▶ _What is needed_: After reading the data below, copy out every line that contains the word "flag".

-------- Dataset records --------

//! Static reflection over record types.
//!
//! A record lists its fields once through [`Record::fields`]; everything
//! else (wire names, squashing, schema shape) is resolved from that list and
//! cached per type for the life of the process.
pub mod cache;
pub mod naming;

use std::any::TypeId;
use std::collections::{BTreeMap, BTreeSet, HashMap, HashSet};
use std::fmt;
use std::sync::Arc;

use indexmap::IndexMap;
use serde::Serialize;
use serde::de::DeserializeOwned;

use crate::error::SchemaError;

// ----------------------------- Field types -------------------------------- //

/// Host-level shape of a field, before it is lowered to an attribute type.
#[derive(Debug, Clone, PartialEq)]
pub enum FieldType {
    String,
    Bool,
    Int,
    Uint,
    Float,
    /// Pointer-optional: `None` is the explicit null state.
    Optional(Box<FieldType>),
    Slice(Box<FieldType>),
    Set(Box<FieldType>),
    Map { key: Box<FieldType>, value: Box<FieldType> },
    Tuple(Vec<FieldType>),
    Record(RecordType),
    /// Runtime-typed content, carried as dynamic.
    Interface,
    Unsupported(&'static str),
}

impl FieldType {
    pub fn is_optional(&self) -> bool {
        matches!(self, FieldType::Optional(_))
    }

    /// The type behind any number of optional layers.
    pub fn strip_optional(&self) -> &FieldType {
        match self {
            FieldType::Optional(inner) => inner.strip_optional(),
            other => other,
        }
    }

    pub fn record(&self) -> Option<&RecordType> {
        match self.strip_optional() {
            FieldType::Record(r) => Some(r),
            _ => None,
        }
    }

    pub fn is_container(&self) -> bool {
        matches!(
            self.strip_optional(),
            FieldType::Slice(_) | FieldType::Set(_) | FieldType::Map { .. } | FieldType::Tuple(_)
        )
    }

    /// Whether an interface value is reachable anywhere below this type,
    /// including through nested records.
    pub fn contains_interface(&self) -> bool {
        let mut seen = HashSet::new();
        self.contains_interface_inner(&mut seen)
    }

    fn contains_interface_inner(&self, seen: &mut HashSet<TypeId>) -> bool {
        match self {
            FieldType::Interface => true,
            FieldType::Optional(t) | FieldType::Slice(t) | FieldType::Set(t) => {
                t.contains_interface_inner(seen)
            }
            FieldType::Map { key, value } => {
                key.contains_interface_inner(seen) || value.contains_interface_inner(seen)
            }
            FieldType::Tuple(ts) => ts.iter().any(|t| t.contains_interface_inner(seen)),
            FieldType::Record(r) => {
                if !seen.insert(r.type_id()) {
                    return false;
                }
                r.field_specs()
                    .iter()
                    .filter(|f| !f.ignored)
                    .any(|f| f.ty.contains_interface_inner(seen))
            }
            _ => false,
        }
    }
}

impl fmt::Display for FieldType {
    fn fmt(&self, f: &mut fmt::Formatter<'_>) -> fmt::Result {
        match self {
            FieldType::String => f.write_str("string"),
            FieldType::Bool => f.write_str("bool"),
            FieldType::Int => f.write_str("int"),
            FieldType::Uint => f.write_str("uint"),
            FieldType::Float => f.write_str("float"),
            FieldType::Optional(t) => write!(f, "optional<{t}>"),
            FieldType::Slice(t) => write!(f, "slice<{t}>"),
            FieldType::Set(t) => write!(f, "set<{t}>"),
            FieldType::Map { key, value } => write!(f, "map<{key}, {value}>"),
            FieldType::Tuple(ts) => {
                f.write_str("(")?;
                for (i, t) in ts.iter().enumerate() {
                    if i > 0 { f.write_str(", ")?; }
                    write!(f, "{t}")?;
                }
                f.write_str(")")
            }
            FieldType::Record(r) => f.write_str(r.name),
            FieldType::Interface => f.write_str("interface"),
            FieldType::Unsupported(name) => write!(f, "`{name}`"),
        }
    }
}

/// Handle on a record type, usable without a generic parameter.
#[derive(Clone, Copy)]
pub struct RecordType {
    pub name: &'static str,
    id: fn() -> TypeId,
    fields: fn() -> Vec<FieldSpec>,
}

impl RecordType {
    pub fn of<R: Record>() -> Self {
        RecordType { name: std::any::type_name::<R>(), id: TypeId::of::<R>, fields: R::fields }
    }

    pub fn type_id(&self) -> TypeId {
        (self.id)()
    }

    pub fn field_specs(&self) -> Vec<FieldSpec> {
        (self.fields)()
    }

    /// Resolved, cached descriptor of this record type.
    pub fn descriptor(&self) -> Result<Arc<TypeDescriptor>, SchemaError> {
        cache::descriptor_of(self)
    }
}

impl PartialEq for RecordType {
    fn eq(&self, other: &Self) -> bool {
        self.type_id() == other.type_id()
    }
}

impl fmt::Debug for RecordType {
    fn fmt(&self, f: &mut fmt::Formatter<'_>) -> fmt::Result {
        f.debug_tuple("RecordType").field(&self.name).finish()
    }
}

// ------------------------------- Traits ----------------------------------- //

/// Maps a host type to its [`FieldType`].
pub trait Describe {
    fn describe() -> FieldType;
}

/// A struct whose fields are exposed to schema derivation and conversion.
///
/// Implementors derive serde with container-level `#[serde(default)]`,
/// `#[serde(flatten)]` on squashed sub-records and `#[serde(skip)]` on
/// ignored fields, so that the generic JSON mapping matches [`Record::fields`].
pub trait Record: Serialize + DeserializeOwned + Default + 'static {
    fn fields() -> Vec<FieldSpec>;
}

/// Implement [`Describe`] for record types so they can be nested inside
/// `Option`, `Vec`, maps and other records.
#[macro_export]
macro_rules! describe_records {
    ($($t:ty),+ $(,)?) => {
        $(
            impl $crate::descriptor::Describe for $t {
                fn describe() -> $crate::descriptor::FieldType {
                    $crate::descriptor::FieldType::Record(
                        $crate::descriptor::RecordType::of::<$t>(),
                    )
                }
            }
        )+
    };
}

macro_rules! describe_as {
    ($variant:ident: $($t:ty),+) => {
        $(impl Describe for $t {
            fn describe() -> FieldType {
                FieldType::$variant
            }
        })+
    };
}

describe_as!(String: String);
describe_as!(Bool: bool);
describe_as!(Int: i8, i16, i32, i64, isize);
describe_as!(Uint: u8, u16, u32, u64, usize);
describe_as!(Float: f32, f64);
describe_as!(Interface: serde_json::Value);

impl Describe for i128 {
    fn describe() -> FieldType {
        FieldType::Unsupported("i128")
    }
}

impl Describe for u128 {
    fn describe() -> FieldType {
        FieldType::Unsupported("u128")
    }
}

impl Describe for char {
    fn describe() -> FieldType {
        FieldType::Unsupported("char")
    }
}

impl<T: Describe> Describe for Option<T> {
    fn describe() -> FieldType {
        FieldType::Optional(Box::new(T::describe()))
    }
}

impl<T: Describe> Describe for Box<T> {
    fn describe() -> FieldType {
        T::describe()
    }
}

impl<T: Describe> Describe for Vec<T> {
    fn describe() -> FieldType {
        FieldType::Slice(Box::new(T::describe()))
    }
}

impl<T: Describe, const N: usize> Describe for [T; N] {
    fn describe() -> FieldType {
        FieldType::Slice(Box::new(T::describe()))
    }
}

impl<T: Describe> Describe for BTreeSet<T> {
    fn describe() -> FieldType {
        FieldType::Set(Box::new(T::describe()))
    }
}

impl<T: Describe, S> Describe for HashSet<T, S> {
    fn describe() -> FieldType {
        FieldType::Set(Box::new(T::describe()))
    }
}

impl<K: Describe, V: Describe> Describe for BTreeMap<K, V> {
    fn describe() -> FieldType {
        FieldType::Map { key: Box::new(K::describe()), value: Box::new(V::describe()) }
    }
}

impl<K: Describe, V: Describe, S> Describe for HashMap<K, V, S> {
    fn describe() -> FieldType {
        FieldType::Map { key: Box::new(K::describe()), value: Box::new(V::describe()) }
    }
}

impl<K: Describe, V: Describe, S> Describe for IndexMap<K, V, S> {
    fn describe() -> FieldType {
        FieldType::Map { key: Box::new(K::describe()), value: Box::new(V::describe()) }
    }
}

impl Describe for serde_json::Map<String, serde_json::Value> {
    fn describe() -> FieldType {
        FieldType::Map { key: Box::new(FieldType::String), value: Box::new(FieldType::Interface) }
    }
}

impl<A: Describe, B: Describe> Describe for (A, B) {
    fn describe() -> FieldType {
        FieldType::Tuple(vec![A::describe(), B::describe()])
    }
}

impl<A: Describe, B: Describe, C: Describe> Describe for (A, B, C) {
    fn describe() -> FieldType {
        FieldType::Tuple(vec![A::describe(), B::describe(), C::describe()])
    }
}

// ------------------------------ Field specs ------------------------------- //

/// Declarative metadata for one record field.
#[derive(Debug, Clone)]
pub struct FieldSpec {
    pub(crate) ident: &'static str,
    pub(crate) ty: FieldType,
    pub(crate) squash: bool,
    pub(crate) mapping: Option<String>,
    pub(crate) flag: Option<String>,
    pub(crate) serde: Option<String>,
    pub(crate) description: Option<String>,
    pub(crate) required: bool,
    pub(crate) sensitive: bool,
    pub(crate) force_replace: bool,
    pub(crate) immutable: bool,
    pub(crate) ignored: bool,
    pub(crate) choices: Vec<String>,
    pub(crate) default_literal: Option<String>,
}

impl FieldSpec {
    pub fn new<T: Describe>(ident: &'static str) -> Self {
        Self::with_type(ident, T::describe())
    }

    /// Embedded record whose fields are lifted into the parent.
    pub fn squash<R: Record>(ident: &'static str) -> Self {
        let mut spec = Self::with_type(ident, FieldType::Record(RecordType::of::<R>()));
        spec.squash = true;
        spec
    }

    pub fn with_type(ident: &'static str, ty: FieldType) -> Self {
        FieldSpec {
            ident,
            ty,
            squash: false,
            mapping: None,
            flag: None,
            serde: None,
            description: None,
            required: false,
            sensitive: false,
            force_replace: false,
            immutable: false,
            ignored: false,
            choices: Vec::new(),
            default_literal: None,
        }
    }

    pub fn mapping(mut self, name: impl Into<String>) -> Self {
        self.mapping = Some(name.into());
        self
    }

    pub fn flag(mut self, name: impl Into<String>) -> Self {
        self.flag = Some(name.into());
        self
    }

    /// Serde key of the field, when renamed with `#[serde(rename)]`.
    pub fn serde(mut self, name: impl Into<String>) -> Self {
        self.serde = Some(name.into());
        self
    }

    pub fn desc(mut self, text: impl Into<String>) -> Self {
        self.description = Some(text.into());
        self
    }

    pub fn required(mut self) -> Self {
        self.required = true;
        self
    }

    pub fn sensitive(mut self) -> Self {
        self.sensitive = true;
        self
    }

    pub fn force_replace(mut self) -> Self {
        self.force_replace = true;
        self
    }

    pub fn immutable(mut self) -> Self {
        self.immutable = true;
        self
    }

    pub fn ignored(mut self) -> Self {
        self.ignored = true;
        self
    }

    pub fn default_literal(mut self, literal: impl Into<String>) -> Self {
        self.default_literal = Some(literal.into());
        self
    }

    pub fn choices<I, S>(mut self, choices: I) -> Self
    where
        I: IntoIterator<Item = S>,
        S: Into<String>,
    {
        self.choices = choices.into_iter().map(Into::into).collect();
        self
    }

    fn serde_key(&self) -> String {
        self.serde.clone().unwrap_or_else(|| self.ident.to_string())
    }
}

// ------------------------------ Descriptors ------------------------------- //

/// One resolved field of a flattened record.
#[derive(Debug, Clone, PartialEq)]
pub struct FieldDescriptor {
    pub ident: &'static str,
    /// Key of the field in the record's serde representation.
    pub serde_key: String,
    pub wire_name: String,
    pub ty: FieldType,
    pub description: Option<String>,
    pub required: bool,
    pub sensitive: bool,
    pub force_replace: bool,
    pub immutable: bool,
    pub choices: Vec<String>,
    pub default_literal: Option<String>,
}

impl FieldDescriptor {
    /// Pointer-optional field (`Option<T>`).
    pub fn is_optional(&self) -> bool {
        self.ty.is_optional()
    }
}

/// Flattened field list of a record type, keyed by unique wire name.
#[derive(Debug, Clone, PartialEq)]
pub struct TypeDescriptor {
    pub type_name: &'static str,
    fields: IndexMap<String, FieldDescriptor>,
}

--------

▶ _Final answer_:
    pub(crate) flag: Option<String>,
            flag: None,
    pub fn flag(mut self, name: impl Into<String>) -> Self {
        self.flag = Some(name.into());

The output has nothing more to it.